Each record that follows must be printed exactly as given.

(Records for this exercise begins)

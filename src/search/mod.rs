//! Search and filtering over the visible item list.
//!
//! Everything here is pure: it works on the merged list already held by
//! the caller and never talks to the catalog.

pub mod filter;
pub mod html;

pub use filter::{filter_and_search, ItemFilters, OwnerFilter};
pub use html::strip_html;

(Records for this exercise ends)

• [Written response]:
filename src/search/mod.rs
//! Search and filtering over the visible item list.
//!
//! Everything here is pure: it works on the merged list already held by
//! the caller and never talks to the catalog.

pub mod filter;
pub mod html;

pub use filter::{filter_and_search, ItemFilters, OwnerFilter};
pub use html::strip_html;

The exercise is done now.